Menno Simons, a converted Roman Catholic priest, collected the scattered remnant of the Anabaptists into a well-organized, peaceful, and industrious community in Holland and on the borders of Germany (1536). He gave them a strict system of discipline, and endeavored to revive the idea of a pure apostolic congregation consisting of true believers unmixed with the world. He labored in constant peril of life with untiring patience till his death, Jan.13, 1561. 'For eighteen years,' he says, 'with my poor feeble wife and little children, has it behooved me to bear great and various anxieties, sufferings, griefs, afflictions, miseries, and persecutions, and in every place to find a bare existence, in fear and danger of my life. While some preachers are reclining on their soft beds and downy pillows, we oft are hidden in the caves of the earth; while they are celebrating the nuptial or natal days of their children with feasts and pipes, and rejoicing with the timbrel and the harp, we are looking anxiously about, fearing the barking of the dogs, lest persecutors should be suddenly at the door; while they are saluted by all around as doctors, masters, lords, we are compelled to hear ourselves called Anabaptists, ale-house preachers, seducers, heretics, and to be hailed in the devil's name. In a word, while they for their ministry are remunerated with annual stipends and prosperous days, our wages are the fire, the sword, the death.'

His followers were called Mennonites after his death. They acquired at last toleration, first in Holland from Prince William of Orange, 1572, and full liberty in 1626. They spread to the Palatinate, Switzerland, Eastern Prussia, and by emigration to South Russia, Pennsylvania, and other parts of North America. Quite recently several hundred families left their Russian settlements for America because the privilege of exemption from military service was withdrawn. They are a small, quiet, peaceful, industrious, and moral community, like the Quakers. Their historian, Schyn, labors to show that they have no connection whatever with the fanatical and revolutionary Anabaptists of Münster.

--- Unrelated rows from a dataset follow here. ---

//! Parry Dash - Entry Point
//!
//! Controls:
//! - A/D: Move
//! - Space or W: Jump
//! - Left mouse or K: Hold near a hazard to aim, release to dash
//! - Mouse or arrow keys: Aim
//! - Right mouse or J: Melee swing
//! - Escape: Pause/Unpause

use bevy::prelude::*;
use bevy_kira_audio::AudioPlugin;
use bevy_rapier2d::prelude::*;

fn main() {
    App::new()
        // Bevy default plugins; kira replaces the built-in audio
        .add_plugins(
            DefaultPlugins
                .set(WindowPlugin {
                    primary_window: Some(Window {
                        title: "Parry Dash".to_string(),
                        resolution: (1280.0, 720.0).into(),
                        ..default()
                    }),
                    ..default()
                })
                .disable::<bevy::audio::AudioPlugin>(),
        )

        // Audio
        .add_plugins(AudioPlugin)

        // Our game plugin
        .add_plugins(parry_dash::ParryDashPlugin)

        // Physics; after the game so collision events are already registered for per-frame updates
        .add_plugins(RapierPhysicsPlugin::<NoUserData>::default())

        .run();
}
//! Hazard plugin - strike resolution and stun windows.

use bevy::prelude::*;

use super::systems;

/// Hazard plugin - reacts to parry strikes on `Parryable` entities.
pub struct HazardPlugin;

impl Plugin for HazardPlugin {
    fn build(&self, app: &mut App) {
        systems::setup_hazard_systems(app);
    }
}
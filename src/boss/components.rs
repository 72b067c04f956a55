//! Boss components.

use bevy::prelude::*;
use rand::rngs::StdRng;

use super::config::BossConfig;

/// Marker component for the boss.
#[derive(Component)]
pub struct Boss;

/// Health band the boss is fighting in.
#[derive(Component, Debug, Clone, Copy, PartialEq, Eq, Default)]
pub enum BossPhase {
    #[default]
    One,
    Two,
    Three,
}

impl BossPhase {
    pub fn from_health(health: i32, config: &BossConfig) -> Self {
        if health <= config.phase3_threshold {
            BossPhase::Three
        } else if health <= config.phase2_threshold {
            BossPhase::Two
        } else {
            BossPhase::One
        }
    }

    /// Scale applied to the rolled shot interval.
    pub fn shoot_multiplier(self, config: &BossConfig) -> f32 {
        match self {
            BossPhase::One => 1.0,
            BossPhase::Two => config.phase_shoot_multipliers.0,
            BossPhase::Three => config.phase_shoot_multipliers.1,
        }
    }

    /// Speed bonus accumulated by the time this phase is reached.
    pub fn speed_multiplier(self, config: &BossConfig) -> f32 {
        let (two, three) = config.phase_speed_multipliers;
        match self {
            BossPhase::One => 1.0,
            BossPhase::Two => two,
            BossPhase::Three => two * three,
        }
    }
}

/// Current flight heading and when to pick a new one.
#[derive(Component, Debug)]
pub struct BossMotion {
    pub direction: Vec2,
    pub change_timer: Timer,
}

/// Time until the next volley.
#[derive(Component, Debug)]
pub struct BossGun {
    pub timer: Timer,
}

/// Delay between defeat and despawn.
#[derive(Component)]
pub struct BossDeathTimer(pub Timer);

/// Random source for flight and volley timing.
#[derive(Resource)]
pub struct BossRng(pub StdRng);

/// Reflect `direction` off the walls of `area` and pull `position` back inside.
pub fn bounce_in_bounds(position: Vec2, direction: Vec2, area: Rect) -> (Vec2, Vec2) {
    let mut direction = direction;
    if position.x < area.min.x || position.x > area.max.x {
        direction.x = -direction.x;
    }
    if position.y < area.min.y || position.y > area.max.y {
        direction.y = -direction.y;
    }
    (position.clamp(area.min, area.max), direction)
}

The Mennonites were divided during the lifetime of Menno into two parties on questions of discipline: 1, the 'coarse' Mennonites (die Groben), or Waterlanders, who were more numerous, and flourished in the Waterland district of North Holland; 2, the 'refined' Mennonites (die Feinen), who were chiefly Flemings, Frieslanders, and Germans. The latter adhered to the strict discipline of the founder.

The Mennonites acknowledge 'the Confession of Waterland,' which was drawn up by two of their preachers, John Ris (Haus de Rys) and Lubbert Gerardi (Gerritsz), in the Dutch language.

It consists of forty Articles, and teaches, besides the common doctrines of Protestant orthodoxy, the peculiar views of this community. It rejects oaths (Art. XXXVIII., on the ground of Matt. v.37 and James v.10), war (XVIII.), and secular office-holding, because it is not commanded by Christ and is inconsistent with true Christian character; but it enjoins obedience to the civil magistrate as a divine appointment wherever it does not contradict the Word of God and interfere with the dictates of conscience (XXXVII.). The Church consists of the faithful and regenerate men scattered over the earth, under Christ the Lord and King (XXIV.). Infant baptism is rejected as unscriptural (XXXI.); but the Mennonites differ from other Baptists by sprinkling. On the Lord's Supper they agree with Zwingli. They admit hereditary sin, but deny its guilt (Art. IV.). They hold to conditional election and universal redemption. But during the Arminian controversy a portion sided with the strict Calvinists. They reject also law-suits, revenge, every kind of violence, and worldly amusements. In many respects they are the forerunners of the Quakers quite as much as of the English and American Baptists.